When I was twenty-two, I met a prince. He seemed to be the exact opposite of everything I was—loud where I was quiet, smiling where I frowned, careless where I was careful, careful, careful. Embry joined the Army because Vivienne Moore wanted her son to craft the perfect politician's resume. I joined because it seemed like the place to continue my never-ending quest for honor; because becoming an officer in the Army had a certain cachet in my neighborhood; because I wanted to somehow cosmically return the favor for my college scholarship; because the structure and rigid hierarchy of military life appealed to me.

Most importantly, I joined because I knew Carpathia was the most dangerous place in the world at the time, and I felt needed there in a way I can't describe. It was like a barometric pressure that made my bones and teeth ache when I tried to resist it. I knew that I was supposed to be there in the same way I knew that God was real or that I was bisexual. It was a fact, even if it couldn't be seen.

And after all that, then I see this lieutenant refuse to break up a fight? When we were there on the brink of war and responsible for safekeeping innocents nearby? No.
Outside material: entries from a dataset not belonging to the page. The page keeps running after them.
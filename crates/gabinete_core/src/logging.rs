//! Core logging bootstrap.
//!
//! # Responsibility
//! - Initialize file-based rolling logs exactly once per process.
//! - Keep diagnostic events metadata-only (`event=... module=... status=...`).
//!
//! # Invariants
//! - Logging init is idempotent for the same directory.
//! - Logging initialization must not panic.
//! - Re-initialization with a different directory or level is rejected.

use flexi_logger::{Cleanup, Criterion, FileSpec, Logger, LoggerHandle, Naming, WriteMode};
use log::info;
use once_cell::sync::OnceCell;
use std::path::{Path, PathBuf};

const LOG_FILE_BASENAME: &str = "gabinete";
const MAX_LOG_FILE_SIZE_BYTES: u64 = 10 * 1024 * 1024;
const MAX_LOG_FILES: usize = 5;

static LOGGING_STATE: OnceCell<LoggingState> = OnceCell::new();

struct LoggingState {
    level: &'static str,
    log_dir: PathBuf,
    _logger: LoggerHandle,
}

/// Initializes core logging with level and directory.
///
/// Returns `Ok(())` when logging is active, or a human-readable error
/// string when initialization fails.
///
/// # Errors
/// - Returns an error when `level` is unsupported.
/// - Returns an error when `log_dir` is empty, non-absolute, or cannot be
///   created.
/// - Returns an error when the logger backend fails to start.
pub fn init_logging(level: &str, log_dir: &str) -> Result<(), String> {
    let normalized_level = normalize_level(level)?;
    let normalized_dir = normalize_log_dir(log_dir)?;

    let state = LOGGING_STATE.get_or_try_init(|| -> Result<LoggingState, String> {
        std::fs::create_dir_all(&normalized_dir).map_err(|err| {
            format!(
                "failed to create log directory `{}`: {err}",
                normalized_dir.display()
            )
        })?;

        let logger = Logger::try_with_str(normalized_level)
            .map_err(|err| format!("invalid log level `{normalized_level}`: {err}"))?
            .log_to_file(
                FileSpec::default()
                    .directory(normalized_dir.as_path())
                    .basename(LOG_FILE_BASENAME),
            )
            .rotate(
                Criterion::Size(MAX_LOG_FILE_SIZE_BYTES),
                Naming::Numbers,
                Cleanup::KeepLogFiles(MAX_LOG_FILES),
            )
            .write_mode(WriteMode::BufferAndFlush)
            .append()
            .format_for_files(flexi_logger::detailed_format)
            .start()
            .map_err(|err| format!("failed to start logger: {err}"))?;

        info!(
            "event=core_init module=core status=ok level={} log_dir={} version={}",
            normalized_level,
            normalized_dir.display(),
            env!("CARGO_PKG_VERSION")
        );

        Ok(LoggingState {
            level: normalized_level,
            log_dir: normalized_dir.clone(),
            _logger: logger,
        })
    })?;

    if state.log_dir != normalized_dir {
        return Err(format!(
            "logging already initialized at `{}`; refusing to switch to `{}`",
            state.log_dir.display(),
            normalized_dir.display()
        ));
    }
    if state.level != normalized_level {
        return Err(format!(
            "logging already initialized with level `{}`; refusing to switch to `{}`",
            state.level, normalized_level
        ));
    }

    Ok(())
}

/// Returns `(level, log_dir)` when logging is active, `None` otherwise.
pub fn logging_status() -> Option<(&'static str, PathBuf)> {
    LOGGING_STATE
        .get()
        .map(|state| (state.level, state.log_dir.clone()))
}

/// Returns the default log level for the current build mode.
///
/// - `debug` builds -> `debug`
/// - `release` builds -> `info`
pub fn default_log_level() -> &'static str {
    if cfg!(debug_assertions) { "debug" } else { "info" }
}

fn normalize_level(level: &str) -> Result<&'static str, String> {
    match level.trim().to_ascii_lowercase().as_str() {
        "trace" => Ok("trace"),
        "debug" => Ok("debug"),
        "info" => Ok("info"),
        "warn" | "warning" => Ok("warn"),
        "error" => Ok("error"),
        other => Err(format!(
            "unsupported log level `{other}`; expected trace|debug|info|warn|error"
        )),
    }
}

fn normalize_log_dir(log_dir: &str) -> Result<PathBuf, String> {
    let trimmed = log_dir.trim();
    if trimmed.is_empty() {
        return Err("log_dir cannot be empty".to_string());
    }
    let path = Path::new(trimmed);
    if !path.is_absolute() {
        return Err(format!("log_dir must be an absolute path, got `{trimmed}`"));
    }
    Ok(path.to_path_buf())
}

#[cfg(test)]
mod tests {
    use super::{default_log_level, normalize_level};

    #[test]
    fn level_normalization_accepts_aliases() {
        assert_eq!(normalize_level("WARNING").unwrap(), "warn");
        assert_eq!(normalize_level(" info ").unwrap(), "info");
        assert!(normalize_level("loud").is_err());
    }

    #[test]
    fn default_level_is_known() {
        assert!(matches!(default_log_level(), "debug" | "info"));
    }
}
//! Service request ("atendimento") domain model.
//!
//! # Responsibility
//! - Define the write model for new requests and the joined read model
//!   returned by history queries.
//! - Map the closed category/priority/status sets to their stored strings.
//!
//! # Invariants
//! - `created_at` is stamped once at registration time and never modified.
//! - Stored enum strings are the exact Portuguese labels the office uses;
//!   they double as display text in reports.

use serde::{Deserialize, Serialize};

/// Closed set of request categories offered by the intake form.
#[derive(Debug, Clone, Copy, PartialEq, Eq, Serialize, Deserialize)]
#[serde(rename_all = "snake_case")]
pub enum RequestType {
    /// Public service complaint.
    PublicServiceComplaint,
    /// Request for health support.
    HealthSupport,
    /// Request for neighborhood improvements.
    NeighborhoodImprovement,
    /// Request for a community event.
    CommunityEvent,
    /// Thank-you message to the council member.
    Appreciation,
    /// Community project proposal.
    CommunityProject,
    /// Animal care request.
    AnimalCare,
    /// Animal abuse report.
    AnimalAbuseReport,
}

impl RequestType {
    /// Stored/display label for this category.
    pub fn as_db_str(self) -> &'static str {
        match self {
            Self::PublicServiceComplaint => "Reclamação de Serviço Público",
            Self::HealthSupport => "Solicitação de Apoio para Saúde",
            Self::NeighborhoodImprovement => "Pedido de Melhorias no Bairro",
            Self::CommunityEvent => "Solicitação de Evento Comunitário",
            Self::Appreciation => "Agradecimento ao Vereador",
            Self::CommunityProject => "Proposta de Projeto para a Comunidade",
            Self::AnimalCare => "Solicitação de Atendimento Animal",
            Self::AnimalAbuseReport => "Denúncia de Maus-Tratos a Animais",
        }
    }

    /// Parses a stored label back into its category.
    pub fn parse_db_str(value: &str) -> Option<Self> {
        match value {
            "Reclamação de Serviço Público" => Some(Self::PublicServiceComplaint),
            "Solicitação de Apoio para Saúde" => Some(Self::HealthSupport),
            "Pedido de Melhorias no Bairro" => Some(Self::NeighborhoodImprovement),
            "Solicitação de Evento Comunitário" => Some(Self::CommunityEvent),
            "Agradecimento ao Vereador" => Some(Self::Appreciation),
            "Proposta de Projeto para a Comunidade" => Some(Self::CommunityProject),
            "Solicitação de Atendimento Animal" => Some(Self::AnimalCare),
            "Denúncia de Maus-Tratos a Animais" => Some(Self::AnimalAbuseReport),
            _ => None,
        }
    }
}

/// Handling priority for a request.
#[derive(Debug, Clone, Copy, Default, PartialEq, Eq, Serialize, Deserialize)]
#[serde(rename_all = "snake_case")]
pub enum Priority {
    /// Can wait.
    Low,
    /// Default intake priority.
    #[default]
    Normal,
    /// Needs attention first.
    High,
}

impl Priority {
    pub fn as_db_str(self) -> &'static str {
        match self {
            Self::Low => "Baixa",
            Self::Normal => "Normal",
            Self::High => "Alta",
        }
    }

    pub fn parse_db_str(value: &str) -> Option<Self> {
        match value {
            "Baixa" => Some(Self::Low),
            "Normal" => Some(Self::Normal),
            "Alta" => Some(Self::High),
            _ => None,
        }
    }
}

/// Lifecycle state of a request, from intake to resolution.
#[derive(Debug, Clone, Copy, Default, PartialEq, Eq, Serialize, Deserialize)]
#[serde(rename_all = "snake_case")]
pub enum RequestStatus {
    /// Registered, nobody picked it up yet.
    #[default]
    Pending,
    /// Being worked by a handler.
    InProgress,
    /// Resolved and closed.
    Completed,
}

impl RequestStatus {
    pub fn as_db_str(self) -> &'static str {
        match self {
            Self::Pending => "Pendente",
            Self::InProgress => "Em Andamento",
            Self::Completed => "Concluído",
        }
    }

    pub fn parse_db_str(value: &str) -> Option<Self> {
        match value {
            "Pendente" => Some(Self::Pending),
            "Em Andamento" => Some(Self::InProgress),
            "Concluído" => Some(Self::Completed),
            _ => None,
        }
    }
}

/// Write model for registering a request against a constituent.
///
/// The storage layer assigns the integer id; the caller stamps
/// `created_at` at registration time.
#[derive(Debug, Clone, PartialEq, Eq)]
pub struct NewServiceRequest {
    /// CPF of the owning constituent. Must reference a registered row.
    pub constituent_cpf: String,
    /// Request category.
    pub request_type: RequestType,
    /// Free-text description (nullable).
    pub description: Option<String>,
    /// Attachment placeholder; always empty today, kept for the stored
    /// shape so existing databases stay readable.
    pub attachments: String,
    /// Resolution deadline, free text (nullable).
    pub deadline: Option<String>,
    /// Name of the assigned handler (nullable).
    pub handler: Option<String>,
    /// Handling priority; defaults to `Normal`.
    pub priority: Priority,
    /// Lifecycle state; defaults to `Pending`.
    pub status: RequestStatus,
}

impl NewServiceRequest {
    /// Creates a draft with intake defaults (`Pending`, `Normal`, no
    /// description, no deadline, no handler).
    pub fn new(constituent_cpf: impl Into<String>, request_type: RequestType) -> Self {
        Self {
            constituent_cpf: constituent_cpf.into(),
            request_type,
            description: None,
            attachments: String::new(),
            deadline: None,
            handler: None,
            priority: Priority::default(),
            status: RequestStatus::default(),
        }
    }
}

/// Read model for request history: one request joined with the name and
/// phone of its owning constituent.
///
/// Fields are accessed by name everywhere; no caller may depend on column
/// positions.
#[derive(Debug, Clone, PartialEq, Eq)]
pub struct RequestRecord {
    /// Storage-assigned id, strictly increasing.
    pub id: i64,
    /// CPF of the owning constituent.
    pub constituent_cpf: String,
    /// Name of the owning constituent (joined).
    pub constituent_name: String,
    /// Phone of the owning constituent (joined).
    pub constituent_phone: String,
    /// Request category.
    pub request_type: RequestType,
    /// Free-text description (nullable).
    pub description: Option<String>,
    /// Attachment placeholder, see [`NewServiceRequest::attachments`].
    pub attachments: String,
    /// Registration timestamp, `YYYY-MM-DD HH:MM:SS` local time.
    pub created_at: String,
    /// Resolution deadline (nullable).
    pub deadline: Option<String>,
    /// Assigned handler name (nullable).
    pub handler: Option<String>,
    /// Handling priority.
    pub priority: Priority,
    /// Lifecycle state.
    pub status: RequestStatus,
}

#[cfg(test)]
mod tests {
    use super::{Priority, RequestStatus, RequestType};

    #[test]
    fn request_type_db_strings_round_trip() {
        let all = [
            RequestType::PublicServiceComplaint,
            RequestType::HealthSupport,
            RequestType::NeighborhoodImprovement,
            RequestType::CommunityEvent,
            RequestType::Appreciation,
            RequestType::CommunityProject,
            RequestType::AnimalCare,
            RequestType::AnimalAbuseReport,
        ];
        for kind in all {
            assert_eq!(RequestType::parse_db_str(kind.as_db_str()), Some(kind));
        }
        assert_eq!(RequestType::parse_db_str("Outra Coisa"), None);
    }

    #[test]
    fn priority_and_status_defaults_match_intake() {
        assert_eq!(Priority::default(), Priority::Normal);
        assert_eq!(RequestStatus::default(), RequestStatus::Pending);
        assert_eq!(RequestStatus::default().as_db_str(), "Pendente");
    }

    #[test]
    fn status_serializes_snake_case() {
        let json = serde_json::to_string(&RequestStatus::InProgress).unwrap();
        assert_eq!(json, "\"in_progress\"");
    }
}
I wasn't an angry person, but I was a disciplined one, and the one thing I couldn't tolerate in other people was a lack of it.

I only meant to shake some sense into him, to tell him clearly and unmistakably that he wouldn't get away with that shit while I was around, but then he turned, and I saw his face for the first time.

And it was over.

Done.

One look at those winter-blue eyes and those delicate lips and I was finished. One glance at his lean, long body, and I was falling. Every part of me responded with heat and flush and wrenching want, like a hook had been fastened somewhere in my chest and was now giving an almighty tug, and the only thing to ease the ache would be to get closer, closer, closer.

I'd never seen a boy so beautiful. Haughty as he was, overindulged and so obviously dissolute, he was the loveliest person, boy or girl, I'd ever seen.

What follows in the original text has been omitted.